▶ [WORK REQUEST]: Once the line containing "pub fn load_config(explicit: Option<&Path>)" has been printed, stop; print every line before it exactly, starting at the top of the material below.

##############################

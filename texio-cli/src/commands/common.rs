//! Common helpers shared across CLI commands.

use std::path::{Path, PathBuf};

use texio::TextureIoConfig;
use tracing::debug;

use crate::error::CliError;

/// Default configuration file: `<config dir>/texio/config.ini`.
pub fn default_config_path() -> Option<PathBuf> {
    dirs::config_dir().map(|dir| dir.join("texio").join("config.ini"))
}

/// Load configuration from `explicit`, or from the default path when it
/// exists. Falls back to defaults when neither is available.
pub fn load_config(explicit: Option<&Path>) -> Result<TextureIoConfig, CliError> {
    let path = match explicit {
        Some(path) => path.to_path_buf(),
        None => match default_config_path() {
            Some(path) if path.is_file() => path,
            _ => {
                debug!("No configuration file, using defaults");
                return Ok(TextureIoConfig::default());
            }
        },
    };

    debug!(path = %path.display(), "Loading configuration");
    TextureIoConfig::from_ini_file(&path).map_err(|e| CliError::Config(e.to_string()))
}
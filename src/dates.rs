//! Month-granular date axis used throughout the forecasting pipeline

use chrono::{Datelike, NaiveDate};

/// Truncate a date to the first day of its month.
pub fn month_start(date: NaiveDate) -> NaiveDate {
    // Day 1 is valid for every month.
    date.with_day(1).unwrap()
}

/// First day of the month immediately after the given date's month.
pub fn next_month(date: NaiveDate) -> NaiveDate {
    let (year, month) = if date.month() == 12 {
        (date.year() + 1, 1)
    } else {
        (date.year(), date.month() + 1)
    };
    NaiveDate::from_ymd_opt(year, month, 1).unwrap()
}

/// Generate every month-start from `start`'s month through `end`'s month
/// inclusive. Returns an empty sequence when `start` is after `end`.
pub fn month_sequence(start: NaiveDate, end: NaiveDate) -> Vec<NaiveDate> {
    let end = month_start(end);
    let mut dates = Vec::new();
    let mut current = month_start(start);
    while current <= end {
        dates.push(current);
        current = next_month(current);
    }
    dates
}

/// Number of whole months since January 1970, used as the regression
/// time index.
pub fn month_index(date: NaiveDate) -> i64 {
    (date.year() as i64 - 1970) * 12 + (date.month() as i64 - 1)
}

/// Check if a given year is a leap year.
pub fn is_leap_year(year: i32) -> bool {
    year % 4 == 0 && (year % 100 != 0 || year % 400 == 0)
}

/// Convert an English month name to its number, case-insensitively.
pub fn month_number(month: &str) -> Option<u32> {
    const MONTHS: [&str; 12] = [
        "january",
        "february",
        "march",
        "april",
        "may",
        "june",
        "july",
        "august",
        "september",
        "october",
        "november",
        "december",
    ];
    MONTHS
        .iter()
        .position(|name| name.eq_ignore_ascii_case(month))
        .map(|i| i as u32 + 1)
}
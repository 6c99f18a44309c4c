//! # Energy Forecast
//!
//! A Rust library for forecasting monthly electricity prices per country by
//! training a tabular regression model on historical data and extrapolating
//! it forward to an arbitrary future month.
//!
//! ## Features
//!
//! - Month-granular date axis with correct year rollover
//! - CSV ingestion of per-country historical price observations
//! - Trainable per-country trend model with a persisted, versioned
//!   winsorize-and-standardize transform shared by training and prediction
//! - Artifact store resolving the latest trained model per run
//! - Forecast extension: synthetic future rows for every known country,
//!   priced by the model without ever revising known history
//! - Country projection into an ordered, rounded price trajectory
//!
//! ## Quick Start
//!
//! ```no_run
//! use energy_forecast::pipeline::{run_with, ForecastRequest, PipelineConfig};
//!
//! # fn main() -> energy_forecast::error::Result<()> {
//! // Forecast Germany's prices through March 2025
//! let config = PipelineConfig::default();
//! let request = ForecastRequest::new(2025, 3, "Germany")?;
//! let prices = run_with(&config, &request)?;
//!
//! for price in prices {
//!     println!("{:.2}", price);
//! }
//! # Ok(())
//! # }
//! ```
//!
//! Training is a separate offline step; see [`training::train`].

pub mod artifact;
pub mod data;
pub mod dates;
pub mod error;
pub mod extend;
pub mod metrics;
pub mod models;
pub mod pipeline;
pub mod project;
pub mod training;

// Re-export commonly used types
pub use crate::data::{Dataset, Observation};
pub use crate::error::ForecastError;
pub use crate::models::trend::TrendModel;
pub use crate::models::PriceModel;
pub use crate::pipeline::{ForecastRequest, PipelineConfig};

// Version information
pub const VERSION: &str = env!("CARGO_PKG_VERSION");
pub const NAME: &str = env!("CARGO_PKG_NAME");
//! Offline training pipeline: cleaning, splitting, fitting, persistence

use crate::artifact;
use crate::data::{Dataset, Observation};
use crate::error::{ForecastError, Result};
use crate::metrics::forecast_accuracy;
use crate::models::scaler::Scaler;
use crate::models::trend::TrendRegressor;
use crate::models::PriceModel;
use chrono::NaiveDate;
use rand::rngs::StdRng;
use rand::seq::SliceRandom;
use rand::SeedableRng;
use std::collections::HashSet;
use std::path::{Path, PathBuf};

/// Fixed seed for the reproducible train/test partition.
pub const DEFAULT_SEED: u64 = 42;
/// Share of the cleaned data held out for evaluation.
pub const DEFAULT_TEST_RATIO: f64 = 0.2;

type DedupKey = (
    NaiveDate,
    String,
    String,
    Option<u64>,
    Vec<(String, u64)>,
);

fn dedup_key(obs: &Observation) -> DedupKey {
    (
        obs.date,
        obs.country.clone(),
        obs.country_code.clone(),
        obs.price.map(f64::to_bits),
        obs.features
            .iter()
            .map(|(k, v)| (k.clone(), v.to_bits()))
            .collect(),
    )
}

/// Clean a raw dataset for training.
///
/// Drops rows with any missing field, drops exact duplicates, then fits
/// the winsorize-and-standardize [`Scaler`] on the surviving rows and
/// applies it. The scaler is returned alongside the cleaned data so it
/// can be persisted with the model and inverted at prediction time.
pub fn clean(raw: &Dataset) -> Result<(Dataset, Scaler)> {
    // A feature column counts as required once any row carries it;
    // non-numeric source columns never reach the feature map.
    let required: Vec<&String> = raw
        .feature_columns()
        .iter()
        .filter(|column| raw.iter().any(|o| o.features.contains_key(*column)))
        .collect();

    let mut seen = HashSet::new();
    let mut kept = Vec::new();
    for obs in raw.iter() {
        if obs.price.is_none() || obs.country.is_empty() || obs.country_code.is_empty() {
            continue;
        }
        if required.iter().any(|c| !obs.features.contains_key(*c)) {
            continue;
        }
        if seen.insert(dedup_key(obs)) {
            kept.push(obs.clone());
        }
    }

    if kept.is_empty() {
        return Err(ForecastError::DataUnavailable(
            "No complete rows left after cleaning".to_string(),
        ));
    }

    tracing::info!(
        raw = raw.len(),
        cleaned = kept.len(),
        "cleaned training data"
    );

    let complete = Dataset::from_observations(kept);
    let scaler = Scaler::fit(&complete)?;
    let cleaned = scaler.apply(&complete);
    Ok((cleaned, scaler))
}

/// Deterministic shuffled train/test partition.
pub fn split(data: &Dataset, test_ratio: f64, seed: u64) -> Result<(Dataset, Dataset)> {
    if !(0.0..1.0).contains(&test_ratio) {
        return Err(ForecastError::InvalidParameter(format!(
            "Test ratio must be in [0, 1), got {}",
            test_ratio
        )));
    }

    let mut indices: Vec<usize> = (0..data.len()).collect();
    let mut rng = StdRng::seed_from_u64(seed);
    indices.shuffle(&mut rng);

    let test_size = (data.len() as f64 * test_ratio).round() as usize;
    let train_size = data.len() - test_size;

    let observations = data.observations();
    let train: Vec<Observation> = indices[..train_size]
        .iter()
        .map(|&i| observations[i].clone())
        .collect();
    let test: Vec<Observation> = indices[train_size..]
        .iter()
        .map(|&i| observations[i].clone())
        .collect();

    Ok((
        Dataset::from_observations(train),
        Dataset::from_observations(test),
    ))
}

/// Train a model from a historical CSV source and persist it as a new
/// artifact under `model_dir`. Returns the artifact path.
pub fn train(source: &Path, model_dir: &Path) -> Result<PathBuf> {
    let raw = Dataset::from_csv(source)?;
    let (cleaned, scaler) = clean(&raw)?;
    let (train_set, test_set) = split(&cleaned, DEFAULT_TEST_RATIO, DEFAULT_SEED)?;

    let model = TrendRegressor::new().fit(&train_set, scaler.clone())?;

    // Holdout evaluation in the original price scale. Countries that only
    // ended up in the test split cannot be scored.
    let mut predicted = Vec::new();
    let mut actual = Vec::new();
    for obs in test_set.iter() {
        if model.country_params(&obs.country).is_none() {
            continue;
        }
        if let Some(price) = obs.price {
            predicted.push(model.predict(obs)?);
            actual.push(scaler.invert_target(price));
        }
    }
    if !predicted.is_empty() {
        let accuracy = forecast_accuracy(&predicted, &actual)?;
        tracing::info!(
            rmse = accuracy.rmse,
            mae = accuracy.mae,
            holdout_rows = predicted.len(),
            "holdout evaluation"
        );
    }

    artifact::save_model(&model, model_dir)
}
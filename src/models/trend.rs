//! Per-country trend regressor with monthly seasonal offsets

use crate::data::{Dataset, Observation};
use crate::dates::month_index;
use crate::error::{ForecastError, Result};
use crate::models::scaler::Scaler;
use crate::models::PriceModel;
use chrono::{DateTime, Datelike, Utc};
use serde::{Deserialize, Serialize};
use std::collections::BTreeMap;

/// Untrained per-country trend regressor.
#[derive(Debug, Clone)]
pub struct TrendRegressor {
    /// Name of the model
    name: String,
}

/// Fitted per-country parameters: a linear trend over the month index
/// plus one additive offset per calendar month.
#[derive(Debug, Clone, Serialize, Deserialize)]
pub struct CountryParams {
    /// Trend intercept in standardized target units
    pub intercept: f64,
    /// Trend slope per month in standardized target units
    pub slope: f64,
    /// Additive offset per calendar month (January first)
    pub seasonal: Vec<f64>,
}

/// Trained per-country trend model.
///
/// Fitted on the standardized target; predictions are mapped back to the
/// original scale through the embedded [`Scaler`], so the values a caller
/// sees are EUR/MWhe.
#[derive(Debug, Clone, Serialize, Deserialize)]
pub struct TrendModel {
    /// Name of the model
    name: String,
    /// Numeric transform fitted by the Trainer
    scaler: Scaler,
    /// Fitted parameters per country
    countries: BTreeMap<String, CountryParams>,
    /// When the model was trained
    pub trained_at: DateTime<Utc>,
    /// Number of rows the model was fitted on
    pub rows_trained: usize,
}

impl TrendRegressor {
    /// Create a new trend regressor.
    pub fn new() -> Self {
        Self {
            name: "Per-country seasonal trend".to_string(),
        }
    }

    /// Fit the regressor on a cleaned, standardized training set.
    ///
    /// `scaler` must be the transform that produced `data`; it travels
    /// with the trained model so prediction inverts the same step.
    pub fn fit(&self, data: &Dataset, scaler: Scaler) -> Result<TrendModel> {
        if data.is_empty() {
            return Err(ForecastError::DataUnavailable(
                "Empty training dataset".to_string(),
            ));
        }

        let mut grouped: BTreeMap<String, Vec<(f64, u32, f64)>> = BTreeMap::new();
        for obs in data.iter() {
            let price = obs.price.ok_or_else(|| {
                ForecastError::InvalidParameter(
                    "Training rows must carry a price".to_string(),
                )
            })?;
            grouped.entry(obs.country.clone()).or_default().push((
                month_index(obs.date) as f64,
                obs.date.month(),
                price,
            ));
        }

        let mut countries = BTreeMap::new();
        for (country, rows) in grouped {
            countries.insert(country, Self::fit_country(&rows));
        }

        Ok(TrendModel {
            name: self.name.clone(),
            scaler,
            countries,
            trained_at: Utc::now(),
            rows_trained: data.len(),
        })
    }

    /// Closed-form least squares on (month index, price), then mean
    /// residual per calendar month as the seasonal component.
    fn fit_country(rows: &[(f64, u32, f64)]) -> CountryParams {
        let n = rows.len() as f64;
        let t_mean = rows.iter().map(|(t, _, _)| t).sum::<f64>() / n;
        let y_mean = rows.iter().map(|(_, _, y)| y).sum::<f64>() / n;

        let covariance: f64 = rows
            .iter()
            .map(|(t, _, y)| (t - t_mean) * (y - y_mean))
            .sum();
        let variance: f64 = rows.iter().map(|(t, _, _)| (t - t_mean).powi(2)).sum();

        let slope = if variance == 0.0 {
            0.0
        } else {
            covariance / variance
        };
        let intercept = y_mean - slope * t_mean;

        let mut seasonal = vec![0.0; 12];
        let mut counts = vec![0usize; 12];
        for (t, month, y) in rows {
            let residual = y - (intercept + slope * t);
            seasonal[(*month as usize) - 1] += residual;
            counts[(*month as usize) - 1] += 1;
        }
        for (sum, count) in seasonal.iter_mut().zip(counts) {
            if count > 0 {
                *sum /= count as f64;
            }
        }

        CountryParams {
            intercept,
            slope,
            seasonal,
        }
    }

    /// Get the model's name
    pub fn name(&self) -> &str {
        &self.name
    }
}

impl Default for TrendRegressor {
    fn default() -> Self {
        Self::new()
    }
}

impl TrendModel {
    /// Fitted parameters for one country, if it was seen in training.
    pub fn country_params(&self, country: &str) -> Option<&CountryParams> {
        self.countries.get(country)
    }

    /// Countries the model can price.
    pub fn countries(&self) -> impl Iterator<Item = &String> {
        self.countries.keys()
    }

    /// The numeric transform fitted alongside the model.
    pub fn scaler(&self) -> &Scaler {
        &self.scaler
    }
}

impl PriceModel for TrendModel {
    fn predict(&self, observation: &Observation) -> Result<f64> {
        let params = self.countries.get(&observation.country).ok_or_else(|| {
            ForecastError::Prediction(format!(
                "Model has no parameters for country '{}'",
                observation.country
            ))
        })?;

        let t = month_index(observation.date) as f64;
        let month = observation.date.month() as usize;
        let standardized = params.intercept + params.slope * t + params.seasonal[month - 1];

        Ok(self.scaler.invert_target(standardized))
    }

    fn name(&self) -> &str {
        &self.name
    }
}
//! Projection of a combined dataset onto one country's price trajectory

use crate::data::Dataset;

/// Round a price to 2 decimal digits for presentation.
pub fn round2(value: f64) -> f64 {
    (value * 100.0).round() / 100.0
}

/// Ordered, rounded prices for one country.
///
/// Matches the country identifier exactly (case-sensitive) and sorts by
/// date rather than trusting the dataset's concatenation order. An
/// unknown country yields an empty sequence, not an error.
pub fn prices_for_country(dataset: &Dataset, country: &str) -> Vec<f64> {
    let mut rows: Vec<_> = dataset
        .iter()
        .filter(|obs| obs.country == country)
        .collect();
    rows.sort_by_key(|obs| obs.date);

    rows.iter()
        .filter_map(|obs| obs.price)
        .map(round2)
        .collect()
}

##############################

▶ [EXPECTED ANSWER]:
filename texio-cli/src/commands/common.rs
//! Common helpers shared across CLI commands.

use std::path::{Path, PathBuf};

use texio::TextureIoConfig;
use tracing::debug;

use crate::error::CliError;

/// Default configuration file: `<config dir>/texio/config.ini`.
pub fn default_config_path() -> Option<PathBuf> {
    dirs::config_dir().map(|dir| dir.join("texio").join("config.ini"))
}

/// Load configuration from `explicit`, or from the default path when it
/// exists. Falls back to defaults when neither is available.
pub fn load_config(explicit: Option<&Path>) -> Result<TextureIoConfig, CliError> {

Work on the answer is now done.